Effects of Silicon Application on Wheat Growth and Some Physiological Characteristics under Different Levels and Sources of Salinity

We investigated the effects of silicon (Si) and the levels and sources of salinity on the growth and some physiological properties of wheat (Triticum aestivum cv. Chamran) in a sandy loam soil under greenhouse conditions. Treatments comprised four Si levels (8, 50, 100 and 150 mg kg−1 soil), four salinity levels (0.46, 4, 8 and 12 dS m−1) and two salinity sources (sodium chloride (NaCl) and four-salt combination). Salts combination included NaCl, sodium sulfate (Na2SO4), calcium chloride (CaCl2) and magnesium sulfate (MgSO4) at a molar ratio of 4:2:2:1. The experiment was arranged as a completely randomized design in a factorial manner, with three replications. Increasing salinity level resulted in a significant decrease in shoot dry weight, chlorophyll content and catalase (CAT) activity, and it caused a marked increase in proline and glycine betaine (GB) concentrations and superoxide dismutase (SOD) enzyme activity. The stimulating effect on GB accumulation and SOD activity was more intense in NaCl-treated plants. However, the source of salinity had no significant effect on shoot dry weight, chlorophyll and proline concentrations, and CAT activity.

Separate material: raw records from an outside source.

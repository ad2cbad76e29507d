use serde_json::json;

/// Seasonings the model may use without them being listed
pub const BASIC_SEASONINGS: [&str; 5] = ["salt", "pepper", "oil/olive oil", "garlic", "onion"];

/// Number of recipes requested per call
pub const RECIPES_PER_CALL: usize = 3;

/// Build the generation prompt for a normalized ingredient list
pub fn build_prompt(ingredients: &[String]) -> String {
    let list = ingredients
        .iter()
        .map(|i| i.trim())
        .filter(|i| !i.is_empty())
        .collect::<Vec<_>>()
        .join(", ");

    let examples = json!([
        {
            "name": "Grilled Chicken with Tomato Rice",
            "description": "Healthy and quick main course with lean protein and vegetables.",
            "prepTime": "25 min",
            "difficulty": "Easy",
            "servings": 2,
            "ingredients": ["300g chicken", "1 cup rice", "2 tomatoes", "salt", "pepper"],
            "steps": [
                "1. Season the chicken with salt, pepper and olive oil.",
                "2. Grill the chicken over medium heat for 10-12 minutes.",
                "3. Cook the rice and saute it with tomato and seasonings."
            ],
            "tip": "Let the chicken rest for 3 minutes before slicing to keep it juicy."
        },
        {
            "name": "Sweet Pumpkin Pie",
            "description": "Classic warm dessert, comforting for any occasion.",
            "prepTime": "50 min",
            "difficulty": "Medium",
            "servings": 6,
            "ingredients": ["500g pumpkin", "200g flour", "100g sugar", "2 eggs", "butter"],
            "steps": [
                "1. Cook the pumpkin until soft and mash it.",
                "2. Mix with sugar, eggs and melted butter.",
                "3. Pour into a lined pan and bake at 180C for 35-40 minutes."
            ],
            "tip": "A dense pumpkin variety gives a smoother puree."
        }
    ]);
    let examples = serde_json::to_string_pretty(&examples).unwrap_or_default();

    format!(
        r#"You are a creative and experienced chef. Create EXACTLY {count} creative recipes using ONLY the ingredients provided plus basic universal seasonings ({seasonings}).

AVAILABLE INGREDIENTS: {list}

ANY KIND OF RECIPE IS WELCOME:
- Main courses, sides, desserts, appetizers, drinks, salads
- Cuisines from any region (Asian, Mediterranean, Brazilian, Mexican, etc)
- Vegetarian, meat based, sweet, savory, fried, grilled, baked

MANDATORY RULES:
1. Use ONLY the listed ingredients (plus basic seasonings).
2. Create VARIED recipes, do not repeat preparation techniques.
3. Include AT LEAST 3 detailed preparation steps.
4. Return ONLY valid JSON, no explanations, no markdown, no code fences.
5. EXACT expected structure:

[
  {{
    "name": "Recipe name",
    "description": "Short description (max 80 characters)",
    "prepTime": "Time in minutes or hours (e.g. 25 min, 1 hour)",
    "difficulty": "Easy | Medium | Hard",
    "servings": integer number of servings,
    "ingredients": ["quantity + ingredient", "e.g. 300g chicken", "2 tomatoes", ...],
    "steps": ["1. Detailed step...", "2. Next step...", "3. Continuing..."],
    "tip": "Useful tip, plating suggestion or optional variation"
  }}
]

OUTPUT EXAMPLES (FOLLOW THE FORMAT ONLY, DO NOT COPY THE CONTENT):
{examples}

NOW GENERATE {count} CREATIVE AND DIFFERENT RECIPES:"#,
        count = RECIPES_PER_CALL,
        seasonings = BASIC_SEASONINGS.join(", "),
        list = list,
        examples = examples,
    )
}

#[cfg(test)]
mod tests {
    use super::*;

    #[test]
    fn test_prompt_lists_ingredients() {
        let prompt = build_prompt(&[
            "tomato".to_string(),
            "  ".to_string(),
            " chicken ".to_string(),
        ]);

        assert!(prompt.contains("AVAILABLE INGREDIENTS: tomato, chicken\n"));
        assert!(prompt.contains("EXACTLY 3"));
        assert!(prompt.contains("salt, pepper, oil/olive oil, garlic, onion"));
        assert!(prompt.contains("Sweet Pumpkin Pie"));
    }
}
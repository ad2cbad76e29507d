//! HTTP request helper for calls to remote providers

use crate::error::Error;
use reqwest::{
    header::{HeaderMap, HeaderValue, RETRY_AFTER},
    Client, Method, RequestBuilder, StatusCode,
};
use serde::Serialize;
use url::Url;

/// Status, selected headers and body text of a finished request
#[derive(Debug, Clone)]
pub struct FetchResponse {
    pub status: StatusCode,
    pub retry_after_secs: Option<u64>,
    pub body: String,
}

/// Helper for building and executing HTTP requests
pub struct FetchBuilder<'a> {
    client: &'a Client,
    url: String,
    method: Method,
    headers: HeaderMap,
    body: Option<Vec<u8>>,
}

impl<'a> FetchBuilder<'a> {
    pub fn new(client: &'a Client, url: &str, method: Method) -> Self {
        let mut headers = HeaderMap::new();
        headers.insert("Content-Type", HeaderValue::from_static("application/json"));

        Self {
            client,
            url: url.to_string(),
            method,
            headers,
            body: None,
        }
    }

    /// Add a header to the request; values that are not valid header text
    /// are skipped
    pub fn header(mut self, name: &'static str, value: &str) -> Self {
        if let Ok(value) = HeaderValue::from_str(value) {
            self.headers.insert(name, value);
        }
        self
    }

    pub fn json<T: Serialize>(mut self, body: &T) -> Result<Self, Error> {
        let json = serde_json::to_vec(body)
            .map_err(|e| Error::provider(format!("failed to encode request body: {}", e)))?;
        self.body = Some(json);
        Ok(self)
    }

    fn build(&self) -> Result<RequestBuilder, Error> {
        let url = Url::parse(&self.url)
            .map_err(|e| Error::misconfigured(format!("invalid URL {}: {}", self.url, e)))?;

        let mut req = self.client.request(self.method.clone(), url.as_str());
        req = req.headers(self.headers.clone());

        if let Some(body) = &self.body {
            req = req.body(body.clone());
        }

        Ok(req)
    }

    /// Execute the request and collect the body as text, whatever the status.
    ///
    /// Transport failures (DNS, connect, timeout) become
    /// [`Error::ProviderUnavailable`].
    pub async fn send(&self) -> Result<FetchResponse, Error> {
        let req = self.build()?;
        let response = req.send().await.map_err(|e| {
            if e.is_timeout() {
                Error::provider(format!("request timed out: {}", e))
            } else {
                Error::provider(format!("request failed: {}", e))
            }
        })?;

        let status = response.status();
        let retry_after_secs = response
            .headers()
            .get(RETRY_AFTER)
            .and_then(|v| v.to_str().ok())
            .and_then(|v| v.trim().parse().ok());

        let body = response
            .text()
            .await
            .map_err(|e| Error::provider(format!("failed to read response body: {}", e)))?;

        Ok(FetchResponse {
            status,
            retry_after_secs,
            body,
        })
    }
}

/// Helper for creating HTTP requests
pub struct Fetch;

impl Fetch {
    pub fn post<'a>(client: &'a Client, url: &str) -> FetchBuilder<'a> {
        FetchBuilder::new(client, url, Method::POST)
    }
}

Si application enhanced all the above-mentioned parameters, except for proline. The suppressing effect of salinity on shoot dry weight, chlorophyll concentration and CAT activity was alleviated by Si supplementation. The stimulating effects of Si fertilization on shoot dry weight and chlorophyll concentration became more pronounced at higher salinity levels. It could be concluded that a decrease in soil osmotic potential, nutrient imbalance and increasing reactive oxygen species (ROS) in salt-treated plants caused growth suppression, while Si supply decreased the deleterious effects of excess salt on wheat growth. Consequently, it appears that when wheat plants are to be grown in salt-affected soils, it is highly recommended to supply them with adequate available silicon (Si).